🤖 AI Summary
Deformable object collision simulation must jointly model solid mechanics and multi-body interactions; however, existing data-driven approaches suffer from three key limitations: lack of equivariance, inadequate collision modeling, and poor scalability. This paper introduces the first end-to-end equivariant neural field simulator, which rigorously enforces physical symmetries—including rotation and translation—via strict equivariant modeling. We propose a collision-aware message-passing mechanism and control-point-conditioned neural fields to enable continuous spatiotemporal modeling and infinite-resolution output. The framework integrates an equivariant encoder, graph neural ODEs, and explicit collision constraints. Evaluated on diverse deformable collision tasks, our method reduces rollout MSE by 24.34%–35.82% over prior work.

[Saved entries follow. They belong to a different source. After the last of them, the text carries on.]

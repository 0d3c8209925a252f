//! MIB lexer module.
//!
//! Tokenizes SMIv1/SMIv2 MIB source bytes into a token stream. Input is
//! treated as bytes because MIB files in the wild are frequently Latin-1.

// Source size is limited to u32::MAX bytes.
#![allow(clippy::cast_possible_truncation)]

mod keyword;
mod token;

pub use keyword::lookup_keyword;
pub use token::{Keyword, Span, Token, TokenKind};

use alloc::format;
use alloc::string::String;
use alloc::vec::Vec;

/// Byte offset into source text.
pub type ByteOffset = u32;

/// Diagnostic severity level.
#[derive(Clone, Copy, Debug, PartialEq, Eq, PartialOrd, Ord)]
#[cfg_attr(feature = "serde", derive(serde::Serialize, serde::Deserialize))]
pub enum Severity {
    /// The input is malformed; a load reporting one fails.
    Error,
    /// Informational; processing continues.
    Warning,
}

/// A diagnostic message from the lexer, parser or resolver.
#[derive(Clone, Debug, PartialEq, Eq)]
pub struct Diagnostic {
    /// Severity level.
    pub severity: Severity,
    /// Location in source text.
    pub span: Span,
    /// Human-readable message.
    pub message: String,
}

impl Diagnostic {
    /// Create an error diagnostic.
    #[must_use]
    pub fn error(span: Span, message: impl Into<String>) -> Self {
        Self {
            severity: Severity::Error,
            span,
            message: message.into(),
        }
    }

    /// Create a warning diagnostic.
    #[must_use]
    pub fn warning(span: Span, message: impl Into<String>) -> Self {
        Self {
            severity: Severity::Warning,
            span,
            message: message.into(),
        }
    }

    /// Check if this diagnostic is an error.
    #[must_use]
    pub fn is_error(&self) -> bool {
        self.severity == Severity::Error
    }
}

/// Maps byte offsets to 1-based line and column numbers.
#[derive(Clone, Debug)]
pub struct LineIndex {
    line_starts: Vec<usize>,
}

impl LineIndex {
    /// Build the index for a source buffer.
    #[must_use]
    pub fn new(source: &[u8]) -> Self {
        let mut line_starts = Vec::with_capacity(source.len() / 40 + 1);
        line_starts.push(0);
        for (i, &b) in source.iter().enumerate() {
            if b == b'\n' {
                line_starts.push(i + 1);
            }
        }
        Self { line_starts }
    }

    /// Convert a byte offset to `(line, column)`, both 1-based.
    #[must_use]
    pub fn line_col(&self, offset: ByteOffset) -> (usize, usize) {
        let offset = offset as usize;
        let line_idx = match self.line_starts.binary_search(&offset) {
            Ok(i) => i,
            Err(i) => i.saturating_sub(1),
        };
        (line_idx + 1, offset - self.line_starts[line_idx] + 1)
    }
}

/// Lexer state for skip modes.
#[derive(Clone, Copy, Debug, PartialEq, Eq)]
enum LexerState {
    /// Normal tokenization.
    Normal,
    /// After MACRO; skip until END.
    InMacro,
    /// After EXPORTS; skip until semicolon.
    InExports,
    /// After CHOICE; skip until closing brace.
    InChoice,
}

/// MIB lexer.
///
/// The lexer is lenient and collects diagnostics rather than failing early.
pub struct Lexer<'src> {
    source: &'src [u8],
    pos: usize,
    state: LexerState,
    diagnostics: Vec<Diagnostic>,
}

impl<'src> Lexer<'src> {
    /// Create a new lexer for the given source bytes.
    #[must_use]
    pub fn new(source: &'src [u8]) -> Self {
        Self {
            source,
            pos: 0,
            state: LexerState::Normal,
            diagnostics: Vec::new(),
        }
    }

    /// Get a reference to collected diagnostics.
    #[must_use]
    pub fn diagnostics(&self) -> &[Diagnostic] {
        &self.diagnostics
    }

    /// Tokenize the entire source. The returned stream always ends in `Eof`.
    #[must_use]
    pub fn tokenize(mut self) -> (Vec<Token>, Vec<Diagnostic>) {
        let mut tokens = Vec::with_capacity(self.source.len() / 6 + 1);
        loop {
            let token = self.next_token();
            tokens.push(token);
            if token.kind == TokenKind::Eof {
                break;
            }
        }
        (tokens, self.diagnostics)
    }

    /// Get the next token.
    pub fn next_token(&mut self) -> Token {
        match self.state {
            LexerState::Normal => self.next_normal_token(),
            LexerState::InMacro => self.skip_macro_body(),
            LexerState::InExports => self.skip_until(b';', TokenKind::Semicolon),
            LexerState::InChoice => self.skip_until(b'}', TokenKind::RBrace),
        }
    }

    fn peek(&self) -> Option<u8> {
        self.source.get(self.pos).copied()
    }

    fn peek_at(&self, offset: usize) -> Option<u8> {
        self.source.get(self.pos + offset).copied()
    }

    fn at_comment_start(&self) -> bool {
        self.peek() == Some(b'-') && self.peek_at(1) == Some(b'-')
    }

    fn span_from(&self, start: usize) -> Span {
        Span::new(start as ByteOffset, self.pos as ByteOffset)
    }

    fn token(&self, kind: TokenKind, start: usize) -> Token {
        Token::new(kind, self.span_from(start))
    }

    fn single(&mut self, kind: TokenKind) -> Token {
        let start = self.pos;
        self.pos += 1;
        self.token(kind, start)
    }

    /// Skip whitespace and comments.
    fn skip_trivia(&mut self) {
        loop {
            match self.peek() {
                Some(b' ' | b'\t' | b'\r' | b'\n' | 0x0b | 0x0c) => self.pos += 1,
                Some(b'-') if self.peek_at(1) == Some(b'-') => self.skip_comment(),
                _ => break,
            }
        }
    }

    /// Skip a `--` comment. It ends at end of line or at the next `--`.
    fn skip_comment(&mut self) {
        self.pos += 2;
        loop {
            match self.peek() {
                None | Some(b'\n' | b'\r') => return,
                Some(b'-') if self.peek_at(1) == Some(b'-') => {
                    self.pos += 2;
                    return;
                }
                _ => self.pos += 1,
            }
        }
    }

    fn next_normal_token(&mut self) -> Token {
        self.skip_trivia();

        let start = self.pos;
        let Some(b) = self.peek() else {
            return self.token(TokenKind::Eof, start);
        };

        match b {
            b'[' => self.single(TokenKind::LBracket),
            b']' => self.single(TokenKind::RBracket),
            b'{' => self.single(TokenKind::LBrace),
            b'}' => self.single(TokenKind::RBrace),
            b'(' => self.single(TokenKind::LParen),
            b')' => self.single(TokenKind::RParen),
            b';' => self.single(TokenKind::Semicolon),
            b',' => self.single(TokenKind::Comma),
            b'|' => self.single(TokenKind::Pipe),
            b'.' => {
                if self.peek_at(1) == Some(b'.') {
                    self.pos += 2;
                    self.token(TokenKind::DotDot, start)
                } else {
                    self.single(TokenKind::Dot)
                }
            }
            b':' => {
                if self.peek_at(1) == Some(b':') && self.peek_at(2) == Some(b'=') {
                    self.pos += 3;
                    self.token(TokenKind::ColonColonEqual, start)
                } else {
                    self.single(TokenKind::Colon)
                }
            }
            b'-' => {
                if self.peek_at(1).is_some_and(|next| next.is_ascii_digit()) {
                    self.pos += 1;
                    self.scan_digits(start);
                    self.token(TokenKind::NegativeNumber, start)
                } else {
                    self.single(TokenKind::Minus)
                }
            }
            b'0'..=b'9' => {
                self.scan_digits(start);
                self.token(TokenKind::Number, start)
            }
            b'"' => self.scan_quoted_string(),
            b'\'' => self.scan_hex_or_bin_string(),
            b if b.is_ascii_alphabetic() => self.scan_word(),
            _ => {
                self.pos += 1;
                let span = self.span_from(start);
                self.diagnostics.push(Diagnostic::error(
                    span,
                    format!("unexpected character: {:?}", b as char),
                ));
                self.token(TokenKind::Error, start)
            }
        }
    }

    /// Consume a run of digits starting at the current position.
    fn scan_digits(&mut self, start: usize) {
        let digits_start = self.pos;
        while self.peek().is_some_and(|b| b.is_ascii_digit()) {
            self.pos += 1;
        }
        if self.pos - digits_start > 1 && self.source[digits_start] == b'0' {
            let span = self.span_from(start);
            self.diagnostics
                .push(Diagnostic::warning(span, "leading zeros in number"));
        }
    }

    /// Scan an identifier or keyword: `[A-Za-z][A-Za-z0-9_-]*`, never
    /// swallowing a `--` comment marker.
    fn scan_word(&mut self) -> Token {
        let start = self.pos;
        let is_uppercase = self.source[start].is_ascii_uppercase();
        self.pos += 1;

        while let Some(b) = self.peek() {
            if b.is_ascii_alphanumeric() || b == b'_' || (b == b'-' && !self.at_comment_start()) {
                self.pos += 1;
            } else {
                break;
            }
        }

        let text = &self.source[start..self.pos];
        if text.last() == Some(&b'-') {
            let span = self.span_from(start);
            self.diagnostics.push(Diagnostic::warning(
                span,
                format!(
                    "identifier ends in hyphen: {}",
                    String::from_utf8_lossy(text)
                ),
            ));
        }

        if let Some(kw) = lookup_keyword(text) {
            self.state = match kw {
                Keyword::Macro => LexerState::InMacro,
                Keyword::Exports => LexerState::InExports,
                Keyword::Choice => LexerState::InChoice,
                _ => LexerState::Normal,
            };
            return self.token(TokenKind::Keyword(kw), start);
        }

        let kind = if is_uppercase {
            TokenKind::UppercaseIdent
        } else {
            TokenKind::LowercaseIdent
        };
        self.token(kind, start)
    }

    fn scan_quoted_string(&mut self) -> Token {
        let start = self.pos;
        self.pos += 1;
        while let Some(b) = self.peek() {
            self.pos += 1;
            if b == b'"' {
                return self.token(TokenKind::QuotedString, start);
            }
        }
        let span = self.span_from(start);
        self.diagnostics
            .push(Diagnostic::error(span, "unterminated string literal"));
        self.token(TokenKind::QuotedString, start)
    }

    fn scan_hex_or_bin_string(&mut self) -> Token {
        let start = self.pos;
        self.pos += 1;

        let digits_start = self.pos;
        while self.peek().is_some_and(|b| b != b'\'') {
            self.pos += 1;
        }
        let digits_end = self.pos;

        if self.peek() != Some(b'\'') {
            let span = self.span_from(start);
            self.diagnostics
                .push(Diagnostic::error(span, "unterminated hex/binary string"));
            return self.token(TokenKind::Error, start);
        }
        self.pos += 1;

        let digits = &self.source[digits_start..digits_end];
        let (kind, valid) = match self.peek() {
            Some(b'H' | b'h') => (
                TokenKind::HexString,
                digits
                    .iter()
                    .all(|b| b.is_ascii_hexdigit() || b.is_ascii_whitespace()),
            ),
            Some(b'B' | b'b') => (
                TokenKind::BinString,
                digits
                    .iter()
                    .all(|b| matches!(b, b'0' | b'1') || b.is_ascii_whitespace()),
            ),
            _ => {
                let span = self.span_from(start);
                self.diagnostics.push(Diagnostic::error(
                    span,
                    "expected 'H' or 'B' suffix for hex/binary string",
                ));
                return self.token(TokenKind::Error, start);
            }
        };
        self.pos += 1;

        if !valid {
            let span = self.span_from(start);
            self.diagnostics
                .push(Diagnostic::warning(span, "invalid digit in hex/binary string"));
        }
        self.token(kind, start)
    }

    /// Skip a MACRO body word by word until a standalone `END`.
    fn skip_macro_body(&mut self) -> Token {
        loop {
            self.skip_trivia();
            let start = self.pos;
            match self.peek() {
                None => {
                    self.state = LexerState::Normal;
                    return self.token(TokenKind::Eof, start);
                }
                Some(b'"') => {
                    let _ = self.scan_quoted_string();
                }
                Some(b) if b.is_ascii_alphabetic() => {
                    while self
                        .peek()
                        .is_some_and(|b| b.is_ascii_alphanumeric() || b == b'-' || b == b'_')
                    {
                        self.pos += 1;
                    }
                    if &self.source[start..self.pos] == b"END" {
                        self.state = LexerState::Normal;
                        return self.token(TokenKind::Keyword(Keyword::End), start);
                    }
                }
                Some(_) => self.pos += 1,
            }
        }
    }

    /// Skip raw bytes up to and including `terminator`, emitting it as `kind`.
    fn skip_until(&mut self, terminator: u8, kind: TokenKind) -> Token {
        loop {
            if self.at_comment_start() {
                self.skip_comment();
                continue;
            }
            let start = self.pos;
            match self.peek() {
                None => {
                    self.state = LexerState::Normal;
                    return self.token(TokenKind::Eof, start);
                }
                Some(b) if b == terminator => {
                    self.pos += 1;
                    self.state = LexerState::Normal;
                    return self.token(kind, start);
                }
                Some(_) => self.pos += 1,
            }
        }
    }
}

impl Iterator for Lexer<'_> {
    type Item = Token;

    fn next(&mut self) -> Option<Self::Item> {
        let token = self.next_token();
        (token.kind != TokenKind::Eof).then_some(token)
    }
}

It further demonstrates significantly improved generalization and stability across unseen object counts, long-horizon trajectories, and group-action transformations.
📝 Abstract
Simulating collisions of deformable objects is a fundamental yet challenging task due to the complexity of modeling solid mechanics and multi-body interactions. Existing data-driven methods often suffer from lack of equivariance to physical symmetries, inadequate handling of collisions, and limited scalability. Here we introduce EqCollide, the first end-to-end equivariant neural fields simulator for deformable objects and their collisions. We propose an equivariant encoder to map object geometry and velocity into latent control points. A subsequent equivariant Graph Neural Network-based Neural Ordinary Differential Equation models the interactions among control points via collision-aware message passing. To reconstruct velocity fields, we query a neural field conditioned on control point features, enabling continuous and resolution-independent motion predictions. Experimental results show that EqCollide achieves accurate, stable, and scalable simulations across diverse object configurations, and our model achieves 24.34% to 35.82% lower rollout MSE even compared with the best-performing baseline model. Furthermore, our model could generalize to more colliding objects and extended temporal horizons, and stay robust to input transformed with group action.